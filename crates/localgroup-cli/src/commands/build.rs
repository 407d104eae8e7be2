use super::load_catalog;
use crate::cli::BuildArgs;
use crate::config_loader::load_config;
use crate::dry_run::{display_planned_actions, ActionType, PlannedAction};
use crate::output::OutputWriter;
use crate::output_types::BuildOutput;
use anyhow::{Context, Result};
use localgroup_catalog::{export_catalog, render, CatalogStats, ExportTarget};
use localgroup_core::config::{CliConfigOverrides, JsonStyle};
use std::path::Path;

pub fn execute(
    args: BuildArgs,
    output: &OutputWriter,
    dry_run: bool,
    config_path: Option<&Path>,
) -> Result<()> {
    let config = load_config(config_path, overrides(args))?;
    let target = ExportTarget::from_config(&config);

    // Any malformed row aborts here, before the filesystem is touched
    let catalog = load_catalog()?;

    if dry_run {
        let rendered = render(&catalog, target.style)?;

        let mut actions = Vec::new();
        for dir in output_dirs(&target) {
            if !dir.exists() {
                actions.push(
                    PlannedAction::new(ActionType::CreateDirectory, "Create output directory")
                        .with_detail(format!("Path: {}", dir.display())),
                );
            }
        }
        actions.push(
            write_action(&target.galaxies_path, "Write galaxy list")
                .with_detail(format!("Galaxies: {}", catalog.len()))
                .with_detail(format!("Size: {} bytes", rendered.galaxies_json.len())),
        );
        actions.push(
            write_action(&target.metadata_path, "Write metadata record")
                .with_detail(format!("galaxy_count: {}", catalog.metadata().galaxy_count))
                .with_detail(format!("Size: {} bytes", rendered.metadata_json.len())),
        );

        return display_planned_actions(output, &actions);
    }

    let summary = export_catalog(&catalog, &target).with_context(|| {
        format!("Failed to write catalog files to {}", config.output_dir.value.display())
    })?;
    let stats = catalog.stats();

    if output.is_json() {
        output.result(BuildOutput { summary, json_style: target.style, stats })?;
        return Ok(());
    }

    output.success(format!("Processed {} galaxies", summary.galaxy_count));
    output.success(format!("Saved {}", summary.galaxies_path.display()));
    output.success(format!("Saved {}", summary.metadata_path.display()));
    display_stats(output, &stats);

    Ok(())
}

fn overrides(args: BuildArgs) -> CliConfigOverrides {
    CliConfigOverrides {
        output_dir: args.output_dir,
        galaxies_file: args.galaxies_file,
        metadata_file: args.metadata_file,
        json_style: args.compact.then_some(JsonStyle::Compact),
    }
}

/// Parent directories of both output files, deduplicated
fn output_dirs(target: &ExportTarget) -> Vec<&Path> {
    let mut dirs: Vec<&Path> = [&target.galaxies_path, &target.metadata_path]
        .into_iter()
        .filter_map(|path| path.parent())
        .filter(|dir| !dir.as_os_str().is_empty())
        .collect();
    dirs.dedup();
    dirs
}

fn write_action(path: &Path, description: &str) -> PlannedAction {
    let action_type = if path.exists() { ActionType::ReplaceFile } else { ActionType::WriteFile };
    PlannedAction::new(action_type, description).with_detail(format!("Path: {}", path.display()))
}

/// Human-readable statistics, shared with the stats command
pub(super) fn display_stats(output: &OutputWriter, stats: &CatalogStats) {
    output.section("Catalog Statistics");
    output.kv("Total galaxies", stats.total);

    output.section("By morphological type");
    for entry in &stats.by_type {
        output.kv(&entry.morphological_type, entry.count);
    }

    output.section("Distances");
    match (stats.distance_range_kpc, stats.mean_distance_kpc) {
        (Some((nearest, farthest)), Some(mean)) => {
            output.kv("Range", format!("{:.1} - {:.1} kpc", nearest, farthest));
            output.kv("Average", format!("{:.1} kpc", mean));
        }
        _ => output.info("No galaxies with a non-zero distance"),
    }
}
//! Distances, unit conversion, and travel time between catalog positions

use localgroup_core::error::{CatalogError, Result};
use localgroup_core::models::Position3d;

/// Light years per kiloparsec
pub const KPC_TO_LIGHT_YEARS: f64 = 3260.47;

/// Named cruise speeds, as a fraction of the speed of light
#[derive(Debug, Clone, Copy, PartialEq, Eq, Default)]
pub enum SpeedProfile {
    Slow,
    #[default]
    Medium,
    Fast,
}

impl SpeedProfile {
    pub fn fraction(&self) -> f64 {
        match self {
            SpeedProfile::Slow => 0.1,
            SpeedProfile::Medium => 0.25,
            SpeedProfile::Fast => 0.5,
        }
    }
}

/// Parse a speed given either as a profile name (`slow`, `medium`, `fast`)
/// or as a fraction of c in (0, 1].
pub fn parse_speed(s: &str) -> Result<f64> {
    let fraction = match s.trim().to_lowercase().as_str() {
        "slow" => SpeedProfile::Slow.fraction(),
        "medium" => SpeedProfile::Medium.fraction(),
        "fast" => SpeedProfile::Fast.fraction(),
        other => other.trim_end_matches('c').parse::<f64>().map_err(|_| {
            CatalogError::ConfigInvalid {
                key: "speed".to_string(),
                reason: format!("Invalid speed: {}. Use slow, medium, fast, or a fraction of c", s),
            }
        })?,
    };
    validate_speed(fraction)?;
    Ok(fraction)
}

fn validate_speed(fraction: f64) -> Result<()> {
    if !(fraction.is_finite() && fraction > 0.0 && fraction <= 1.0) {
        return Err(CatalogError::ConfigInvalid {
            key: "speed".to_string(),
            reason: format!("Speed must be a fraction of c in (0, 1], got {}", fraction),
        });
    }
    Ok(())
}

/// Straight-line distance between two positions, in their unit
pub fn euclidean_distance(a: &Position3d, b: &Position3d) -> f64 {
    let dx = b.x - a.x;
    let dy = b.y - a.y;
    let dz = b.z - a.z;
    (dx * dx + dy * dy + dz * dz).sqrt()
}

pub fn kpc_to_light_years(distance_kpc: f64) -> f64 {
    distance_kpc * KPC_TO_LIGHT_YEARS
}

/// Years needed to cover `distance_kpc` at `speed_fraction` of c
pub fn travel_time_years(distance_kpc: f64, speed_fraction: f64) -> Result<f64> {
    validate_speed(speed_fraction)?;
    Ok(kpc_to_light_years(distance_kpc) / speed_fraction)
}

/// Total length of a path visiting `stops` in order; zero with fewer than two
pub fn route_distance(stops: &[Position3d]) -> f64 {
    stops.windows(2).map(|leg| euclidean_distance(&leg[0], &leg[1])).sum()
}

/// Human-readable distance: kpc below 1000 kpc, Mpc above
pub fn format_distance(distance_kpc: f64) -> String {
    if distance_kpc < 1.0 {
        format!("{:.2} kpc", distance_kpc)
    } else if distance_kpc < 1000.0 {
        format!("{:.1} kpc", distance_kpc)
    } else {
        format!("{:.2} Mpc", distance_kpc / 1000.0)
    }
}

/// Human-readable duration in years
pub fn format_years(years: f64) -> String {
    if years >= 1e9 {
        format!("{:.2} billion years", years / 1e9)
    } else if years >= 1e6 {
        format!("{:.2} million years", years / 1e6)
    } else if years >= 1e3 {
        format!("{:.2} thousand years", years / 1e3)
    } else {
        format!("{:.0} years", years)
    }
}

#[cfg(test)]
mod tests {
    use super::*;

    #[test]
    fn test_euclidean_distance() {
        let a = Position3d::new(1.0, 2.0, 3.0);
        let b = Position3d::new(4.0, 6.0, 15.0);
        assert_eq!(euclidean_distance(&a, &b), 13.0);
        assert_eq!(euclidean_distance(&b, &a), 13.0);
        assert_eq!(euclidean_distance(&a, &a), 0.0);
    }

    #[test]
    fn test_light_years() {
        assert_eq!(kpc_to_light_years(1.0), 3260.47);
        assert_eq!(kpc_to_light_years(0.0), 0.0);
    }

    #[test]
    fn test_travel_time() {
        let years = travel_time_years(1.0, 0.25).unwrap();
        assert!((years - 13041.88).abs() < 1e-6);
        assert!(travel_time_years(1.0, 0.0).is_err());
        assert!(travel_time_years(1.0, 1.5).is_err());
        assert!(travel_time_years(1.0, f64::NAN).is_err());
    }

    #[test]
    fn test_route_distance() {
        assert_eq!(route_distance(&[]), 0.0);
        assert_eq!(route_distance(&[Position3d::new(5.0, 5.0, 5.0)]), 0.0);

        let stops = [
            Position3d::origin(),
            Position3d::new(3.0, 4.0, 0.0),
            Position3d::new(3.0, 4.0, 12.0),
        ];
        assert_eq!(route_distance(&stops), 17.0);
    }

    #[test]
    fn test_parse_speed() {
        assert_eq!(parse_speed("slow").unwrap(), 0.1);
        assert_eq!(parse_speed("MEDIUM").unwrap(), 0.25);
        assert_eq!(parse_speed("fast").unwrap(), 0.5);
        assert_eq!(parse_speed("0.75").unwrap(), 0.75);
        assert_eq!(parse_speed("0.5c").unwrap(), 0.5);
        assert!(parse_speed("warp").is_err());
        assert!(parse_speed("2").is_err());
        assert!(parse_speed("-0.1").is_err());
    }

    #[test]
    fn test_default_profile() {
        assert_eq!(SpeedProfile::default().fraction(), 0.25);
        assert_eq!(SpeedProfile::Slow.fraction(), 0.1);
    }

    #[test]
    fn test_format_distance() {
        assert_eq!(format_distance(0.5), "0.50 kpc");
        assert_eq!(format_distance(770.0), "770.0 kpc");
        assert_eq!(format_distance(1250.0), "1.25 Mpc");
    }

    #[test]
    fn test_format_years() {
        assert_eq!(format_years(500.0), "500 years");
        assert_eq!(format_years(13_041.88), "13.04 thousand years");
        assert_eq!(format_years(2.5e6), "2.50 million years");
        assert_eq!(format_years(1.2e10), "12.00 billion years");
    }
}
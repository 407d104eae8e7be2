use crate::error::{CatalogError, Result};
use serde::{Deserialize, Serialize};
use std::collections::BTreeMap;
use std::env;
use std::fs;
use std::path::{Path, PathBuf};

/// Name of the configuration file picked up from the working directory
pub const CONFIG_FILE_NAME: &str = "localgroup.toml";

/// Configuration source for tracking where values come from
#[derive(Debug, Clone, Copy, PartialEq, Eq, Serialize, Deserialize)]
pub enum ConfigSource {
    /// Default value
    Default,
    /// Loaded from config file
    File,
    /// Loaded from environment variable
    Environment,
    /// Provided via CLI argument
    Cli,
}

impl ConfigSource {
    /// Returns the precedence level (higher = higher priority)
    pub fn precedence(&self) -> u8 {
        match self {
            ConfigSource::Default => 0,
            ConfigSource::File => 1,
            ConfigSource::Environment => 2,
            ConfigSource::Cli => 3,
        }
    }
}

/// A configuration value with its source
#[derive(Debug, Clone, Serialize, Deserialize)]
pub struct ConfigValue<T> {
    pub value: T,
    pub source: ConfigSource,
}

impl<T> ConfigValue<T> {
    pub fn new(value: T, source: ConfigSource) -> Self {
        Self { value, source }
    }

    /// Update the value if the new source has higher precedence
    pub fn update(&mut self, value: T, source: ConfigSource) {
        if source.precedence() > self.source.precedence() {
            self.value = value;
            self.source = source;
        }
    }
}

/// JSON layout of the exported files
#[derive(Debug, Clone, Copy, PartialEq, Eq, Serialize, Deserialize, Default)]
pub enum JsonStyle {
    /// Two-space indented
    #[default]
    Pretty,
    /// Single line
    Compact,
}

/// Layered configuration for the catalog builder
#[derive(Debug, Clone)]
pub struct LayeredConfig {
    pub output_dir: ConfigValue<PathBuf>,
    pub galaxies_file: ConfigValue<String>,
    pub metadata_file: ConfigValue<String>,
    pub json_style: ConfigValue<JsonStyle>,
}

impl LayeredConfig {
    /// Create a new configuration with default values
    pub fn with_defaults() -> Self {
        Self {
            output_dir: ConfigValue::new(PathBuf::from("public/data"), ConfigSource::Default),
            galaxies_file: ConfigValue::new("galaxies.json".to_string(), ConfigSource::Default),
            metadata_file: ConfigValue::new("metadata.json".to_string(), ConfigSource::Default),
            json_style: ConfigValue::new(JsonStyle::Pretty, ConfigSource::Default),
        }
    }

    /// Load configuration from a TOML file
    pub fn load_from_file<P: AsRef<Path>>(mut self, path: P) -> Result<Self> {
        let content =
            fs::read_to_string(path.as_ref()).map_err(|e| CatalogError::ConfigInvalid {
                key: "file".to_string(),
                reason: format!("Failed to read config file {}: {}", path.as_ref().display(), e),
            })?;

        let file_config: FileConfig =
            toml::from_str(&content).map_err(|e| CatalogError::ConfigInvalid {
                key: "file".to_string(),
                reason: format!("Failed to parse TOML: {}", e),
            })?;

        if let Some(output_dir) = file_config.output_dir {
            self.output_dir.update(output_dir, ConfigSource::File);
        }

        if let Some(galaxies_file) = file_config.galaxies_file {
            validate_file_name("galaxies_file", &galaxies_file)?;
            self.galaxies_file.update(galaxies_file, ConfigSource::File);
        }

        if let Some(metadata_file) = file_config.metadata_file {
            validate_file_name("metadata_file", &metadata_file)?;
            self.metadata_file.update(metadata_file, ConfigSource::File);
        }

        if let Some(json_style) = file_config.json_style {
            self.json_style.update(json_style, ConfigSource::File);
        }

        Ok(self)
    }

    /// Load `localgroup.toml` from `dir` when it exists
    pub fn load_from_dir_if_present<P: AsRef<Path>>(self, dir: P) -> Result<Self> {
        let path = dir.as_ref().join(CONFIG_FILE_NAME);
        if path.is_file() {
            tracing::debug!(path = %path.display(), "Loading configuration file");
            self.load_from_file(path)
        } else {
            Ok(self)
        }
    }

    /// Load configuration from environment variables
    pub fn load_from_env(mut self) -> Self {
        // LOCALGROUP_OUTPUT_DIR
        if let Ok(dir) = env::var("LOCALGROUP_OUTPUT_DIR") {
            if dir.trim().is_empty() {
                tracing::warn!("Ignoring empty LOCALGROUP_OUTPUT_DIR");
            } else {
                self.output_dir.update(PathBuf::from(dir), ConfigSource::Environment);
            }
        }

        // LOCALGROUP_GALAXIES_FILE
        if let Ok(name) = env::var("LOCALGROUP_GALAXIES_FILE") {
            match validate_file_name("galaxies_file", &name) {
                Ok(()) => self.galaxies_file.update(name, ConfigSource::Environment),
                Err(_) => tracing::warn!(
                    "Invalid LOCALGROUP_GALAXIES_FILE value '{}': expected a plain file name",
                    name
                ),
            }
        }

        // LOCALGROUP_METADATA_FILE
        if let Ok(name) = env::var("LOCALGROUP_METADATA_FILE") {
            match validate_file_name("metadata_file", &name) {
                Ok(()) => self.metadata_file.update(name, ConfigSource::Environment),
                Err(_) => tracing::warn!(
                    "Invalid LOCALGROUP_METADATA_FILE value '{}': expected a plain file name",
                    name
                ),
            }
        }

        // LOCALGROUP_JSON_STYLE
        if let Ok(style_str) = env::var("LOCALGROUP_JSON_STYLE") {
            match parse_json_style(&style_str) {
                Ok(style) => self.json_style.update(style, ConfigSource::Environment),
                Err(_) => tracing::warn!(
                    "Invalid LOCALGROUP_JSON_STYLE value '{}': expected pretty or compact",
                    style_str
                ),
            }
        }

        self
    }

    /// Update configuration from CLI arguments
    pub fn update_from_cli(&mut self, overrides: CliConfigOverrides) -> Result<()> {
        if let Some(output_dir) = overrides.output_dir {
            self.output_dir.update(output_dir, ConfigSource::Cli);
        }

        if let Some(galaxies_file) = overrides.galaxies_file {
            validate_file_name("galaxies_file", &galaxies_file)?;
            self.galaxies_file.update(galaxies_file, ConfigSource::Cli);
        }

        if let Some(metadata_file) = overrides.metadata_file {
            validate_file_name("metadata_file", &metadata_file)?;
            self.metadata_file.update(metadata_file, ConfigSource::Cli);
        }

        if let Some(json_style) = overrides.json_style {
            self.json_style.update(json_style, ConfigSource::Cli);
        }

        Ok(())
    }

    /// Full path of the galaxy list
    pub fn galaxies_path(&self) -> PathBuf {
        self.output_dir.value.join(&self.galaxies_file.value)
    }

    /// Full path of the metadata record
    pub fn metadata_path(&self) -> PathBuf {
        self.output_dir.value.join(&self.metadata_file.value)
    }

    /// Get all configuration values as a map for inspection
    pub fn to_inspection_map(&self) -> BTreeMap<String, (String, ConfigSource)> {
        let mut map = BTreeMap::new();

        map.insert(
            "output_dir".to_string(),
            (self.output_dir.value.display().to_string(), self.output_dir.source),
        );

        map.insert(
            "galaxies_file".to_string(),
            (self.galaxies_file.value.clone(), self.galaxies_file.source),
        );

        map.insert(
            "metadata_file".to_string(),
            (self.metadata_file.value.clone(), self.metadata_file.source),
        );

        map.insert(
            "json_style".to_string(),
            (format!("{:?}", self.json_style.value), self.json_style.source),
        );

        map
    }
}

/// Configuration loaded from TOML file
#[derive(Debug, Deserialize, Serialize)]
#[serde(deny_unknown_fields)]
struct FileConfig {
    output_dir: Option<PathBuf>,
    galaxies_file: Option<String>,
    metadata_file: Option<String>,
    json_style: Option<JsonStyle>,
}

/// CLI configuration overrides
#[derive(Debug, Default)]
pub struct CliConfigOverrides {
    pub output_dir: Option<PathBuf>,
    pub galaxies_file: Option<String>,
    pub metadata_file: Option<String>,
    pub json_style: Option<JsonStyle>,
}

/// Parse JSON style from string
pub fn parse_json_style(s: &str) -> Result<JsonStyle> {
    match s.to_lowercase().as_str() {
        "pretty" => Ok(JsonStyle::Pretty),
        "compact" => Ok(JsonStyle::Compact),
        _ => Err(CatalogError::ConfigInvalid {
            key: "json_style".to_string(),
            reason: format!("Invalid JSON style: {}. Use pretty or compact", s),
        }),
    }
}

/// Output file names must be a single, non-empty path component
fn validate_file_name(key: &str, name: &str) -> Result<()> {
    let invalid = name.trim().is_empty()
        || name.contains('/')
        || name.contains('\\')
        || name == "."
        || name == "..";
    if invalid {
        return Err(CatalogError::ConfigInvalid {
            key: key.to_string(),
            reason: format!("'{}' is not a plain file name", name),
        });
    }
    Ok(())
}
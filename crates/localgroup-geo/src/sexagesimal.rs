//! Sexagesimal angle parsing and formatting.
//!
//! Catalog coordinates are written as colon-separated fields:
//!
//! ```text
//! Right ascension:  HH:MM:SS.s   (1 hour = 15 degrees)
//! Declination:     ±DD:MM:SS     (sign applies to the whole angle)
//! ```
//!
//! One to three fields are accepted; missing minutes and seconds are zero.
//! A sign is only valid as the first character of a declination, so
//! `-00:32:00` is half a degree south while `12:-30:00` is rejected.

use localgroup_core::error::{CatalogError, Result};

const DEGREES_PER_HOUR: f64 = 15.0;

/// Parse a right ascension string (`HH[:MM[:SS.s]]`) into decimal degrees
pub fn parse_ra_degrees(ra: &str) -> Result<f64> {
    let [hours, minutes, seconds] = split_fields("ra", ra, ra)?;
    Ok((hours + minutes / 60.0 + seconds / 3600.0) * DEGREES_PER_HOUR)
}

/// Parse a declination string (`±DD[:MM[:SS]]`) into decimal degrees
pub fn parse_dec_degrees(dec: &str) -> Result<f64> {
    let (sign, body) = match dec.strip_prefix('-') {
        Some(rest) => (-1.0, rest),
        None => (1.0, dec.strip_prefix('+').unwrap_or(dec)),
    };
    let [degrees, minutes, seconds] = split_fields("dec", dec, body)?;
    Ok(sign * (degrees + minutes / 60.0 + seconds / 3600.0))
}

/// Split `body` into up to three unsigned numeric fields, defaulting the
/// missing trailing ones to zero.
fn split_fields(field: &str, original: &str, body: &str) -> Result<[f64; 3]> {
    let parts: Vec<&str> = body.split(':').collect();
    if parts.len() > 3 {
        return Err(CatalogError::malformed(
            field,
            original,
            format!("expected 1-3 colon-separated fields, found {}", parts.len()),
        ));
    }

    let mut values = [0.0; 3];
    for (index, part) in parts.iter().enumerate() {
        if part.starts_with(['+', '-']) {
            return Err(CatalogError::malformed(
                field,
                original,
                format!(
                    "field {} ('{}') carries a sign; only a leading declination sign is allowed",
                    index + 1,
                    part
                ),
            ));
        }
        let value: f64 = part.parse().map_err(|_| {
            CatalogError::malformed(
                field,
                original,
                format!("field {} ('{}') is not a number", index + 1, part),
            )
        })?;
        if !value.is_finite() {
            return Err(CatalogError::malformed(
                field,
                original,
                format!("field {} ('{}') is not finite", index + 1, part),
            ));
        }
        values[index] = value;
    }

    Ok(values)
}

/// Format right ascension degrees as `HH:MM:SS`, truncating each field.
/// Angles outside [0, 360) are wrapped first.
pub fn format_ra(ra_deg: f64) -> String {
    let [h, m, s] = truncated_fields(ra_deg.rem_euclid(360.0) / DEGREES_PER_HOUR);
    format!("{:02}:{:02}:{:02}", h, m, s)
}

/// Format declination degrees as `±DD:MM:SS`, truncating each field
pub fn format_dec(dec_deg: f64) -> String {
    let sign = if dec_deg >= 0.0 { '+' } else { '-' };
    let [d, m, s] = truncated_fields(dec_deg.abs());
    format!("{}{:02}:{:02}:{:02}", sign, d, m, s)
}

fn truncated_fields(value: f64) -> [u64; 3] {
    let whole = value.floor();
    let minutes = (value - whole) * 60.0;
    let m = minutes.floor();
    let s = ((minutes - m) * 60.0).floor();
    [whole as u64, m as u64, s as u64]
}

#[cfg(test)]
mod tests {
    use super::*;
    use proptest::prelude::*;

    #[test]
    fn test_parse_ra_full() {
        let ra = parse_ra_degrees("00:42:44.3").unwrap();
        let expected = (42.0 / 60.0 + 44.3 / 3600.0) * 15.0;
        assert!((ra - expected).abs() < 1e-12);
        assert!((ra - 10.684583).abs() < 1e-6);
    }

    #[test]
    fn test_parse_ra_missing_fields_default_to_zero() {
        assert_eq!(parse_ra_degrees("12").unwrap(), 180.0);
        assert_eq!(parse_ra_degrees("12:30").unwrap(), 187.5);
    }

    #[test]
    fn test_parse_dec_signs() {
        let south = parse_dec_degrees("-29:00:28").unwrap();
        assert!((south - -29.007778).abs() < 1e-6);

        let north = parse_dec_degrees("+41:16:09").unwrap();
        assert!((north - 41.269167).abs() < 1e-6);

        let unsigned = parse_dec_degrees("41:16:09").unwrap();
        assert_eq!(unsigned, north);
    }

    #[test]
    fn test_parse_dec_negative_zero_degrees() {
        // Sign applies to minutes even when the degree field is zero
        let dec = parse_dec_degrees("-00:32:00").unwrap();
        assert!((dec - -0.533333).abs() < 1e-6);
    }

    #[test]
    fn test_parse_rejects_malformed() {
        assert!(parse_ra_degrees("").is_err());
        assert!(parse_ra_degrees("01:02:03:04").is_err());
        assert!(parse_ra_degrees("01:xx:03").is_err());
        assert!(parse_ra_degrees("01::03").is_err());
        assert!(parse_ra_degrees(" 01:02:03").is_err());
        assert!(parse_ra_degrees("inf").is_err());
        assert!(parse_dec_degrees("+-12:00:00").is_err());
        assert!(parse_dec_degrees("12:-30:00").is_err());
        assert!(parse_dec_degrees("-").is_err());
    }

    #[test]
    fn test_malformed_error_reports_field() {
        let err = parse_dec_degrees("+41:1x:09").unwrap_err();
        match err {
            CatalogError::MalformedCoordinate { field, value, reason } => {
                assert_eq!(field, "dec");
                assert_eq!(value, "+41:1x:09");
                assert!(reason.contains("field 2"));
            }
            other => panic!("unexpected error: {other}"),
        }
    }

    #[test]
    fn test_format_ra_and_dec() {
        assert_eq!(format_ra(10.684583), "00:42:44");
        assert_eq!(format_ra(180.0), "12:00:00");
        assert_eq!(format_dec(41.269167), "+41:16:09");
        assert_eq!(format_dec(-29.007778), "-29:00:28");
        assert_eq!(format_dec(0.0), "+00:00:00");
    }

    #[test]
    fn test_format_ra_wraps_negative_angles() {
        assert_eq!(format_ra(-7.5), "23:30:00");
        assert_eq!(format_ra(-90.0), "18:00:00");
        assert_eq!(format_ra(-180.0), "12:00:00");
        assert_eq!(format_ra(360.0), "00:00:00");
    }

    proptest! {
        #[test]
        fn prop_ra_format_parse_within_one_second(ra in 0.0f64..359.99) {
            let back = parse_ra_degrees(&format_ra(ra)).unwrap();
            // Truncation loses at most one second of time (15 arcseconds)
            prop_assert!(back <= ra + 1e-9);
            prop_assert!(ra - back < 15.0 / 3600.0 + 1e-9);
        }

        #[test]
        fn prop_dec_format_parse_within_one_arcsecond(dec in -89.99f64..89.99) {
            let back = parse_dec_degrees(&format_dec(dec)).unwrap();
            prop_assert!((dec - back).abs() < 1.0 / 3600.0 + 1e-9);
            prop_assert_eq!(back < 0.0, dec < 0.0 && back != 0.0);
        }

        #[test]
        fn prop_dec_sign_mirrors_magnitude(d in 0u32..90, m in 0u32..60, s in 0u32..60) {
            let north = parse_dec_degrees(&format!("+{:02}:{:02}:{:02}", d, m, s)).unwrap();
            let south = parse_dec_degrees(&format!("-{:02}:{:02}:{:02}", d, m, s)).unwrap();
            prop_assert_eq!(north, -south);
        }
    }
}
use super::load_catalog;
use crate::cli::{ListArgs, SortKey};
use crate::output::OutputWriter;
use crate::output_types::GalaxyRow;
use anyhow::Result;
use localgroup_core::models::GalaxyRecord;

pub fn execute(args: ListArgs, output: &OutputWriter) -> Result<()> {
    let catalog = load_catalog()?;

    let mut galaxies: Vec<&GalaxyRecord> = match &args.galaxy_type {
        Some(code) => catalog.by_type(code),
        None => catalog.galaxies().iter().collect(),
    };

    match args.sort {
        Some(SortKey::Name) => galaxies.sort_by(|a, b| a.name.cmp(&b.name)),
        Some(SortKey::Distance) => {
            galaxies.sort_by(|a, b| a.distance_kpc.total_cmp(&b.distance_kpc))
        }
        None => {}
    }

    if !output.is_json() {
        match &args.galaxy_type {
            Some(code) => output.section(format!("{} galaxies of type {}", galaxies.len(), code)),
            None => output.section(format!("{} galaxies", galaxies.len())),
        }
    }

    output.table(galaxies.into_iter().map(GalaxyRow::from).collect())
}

☆ ☆ ☆

▸ What the task requires
From the entries above, give again exactly the lines running from the line with "pub fn parse_speed(s: &str)" to the line with "years >= 1e3"; include both of those lines.

▸ Solution for this problem
pub fn parse_speed(s: &str) -> Result<f64> {
    let fraction = match s.trim().to_lowercase().as_str() {
        "slow" => SpeedProfile::Slow.fraction(),
        "medium" => SpeedProfile::Medium.fraction(),
        "fast" => SpeedProfile::Fast.fraction(),
        other => other.trim_end_matches('c').parse::<f64>().map_err(|_| {
            CatalogError::ConfigInvalid {
                key: "speed".to_string(),
                reason: format!("Invalid speed: {}. Use slow, medium, fast, or a fraction of c", s),
            }
        })?,
    };
    validate_speed(fraction)?;
    Ok(fraction)
}

fn validate_speed(fraction: f64) -> Result<()> {
    if !(fraction.is_finite() && fraction > 0.0 && fraction <= 1.0) {
        return Err(CatalogError::ConfigInvalid {
            key: "speed".to_string(),
            reason: format!("Speed must be a fraction of c in (0, 1], got {}", fraction),
        });
    }
    Ok(())
}

/// Straight-line distance between two positions, in their unit
pub fn euclidean_distance(a: &Position3d, b: &Position3d) -> f64 {
    let dx = b.x - a.x;
    let dy = b.y - a.y;
    let dz = b.z - a.z;
    (dx * dx + dy * dy + dz * dz).sqrt()
}

pub fn kpc_to_light_years(distance_kpc: f64) -> f64 {
    distance_kpc * KPC_TO_LIGHT_YEARS
}

/// Years needed to cover `distance_kpc` at `speed_fraction` of c
pub fn travel_time_years(distance_kpc: f64, speed_fraction: f64) -> Result<f64> {
    validate_speed(speed_fraction)?;
    Ok(kpc_to_light_years(distance_kpc) / speed_fraction)
}

/// Total length of a path visiting `stops` in order; zero with fewer than two
pub fn route_distance(stops: &[Position3d]) -> f64 {
    stops.windows(2).map(|leg| euclidean_distance(&leg[0], &leg[1])).sum()
}

/// Human-readable distance: kpc below 1000 kpc, Mpc above
pub fn format_distance(distance_kpc: f64) -> String {
    if distance_kpc < 1.0 {
        format!("{:.2} kpc", distance_kpc)
    } else if distance_kpc < 1000.0 {
        format!("{:.1} kpc", distance_kpc)
    } else {
        format!("{:.2} Mpc", distance_kpc / 1000.0)
    }
}

/// Human-readable duration in years
pub fn format_years(years: f64) -> String {
    if years >= 1e9 {
        format!("{:.2} billion years", years / 1e9)
    } else if years >= 1e6 {
        format!("{:.2} million years", years / 1e6)
    } else if years >= 1e3 {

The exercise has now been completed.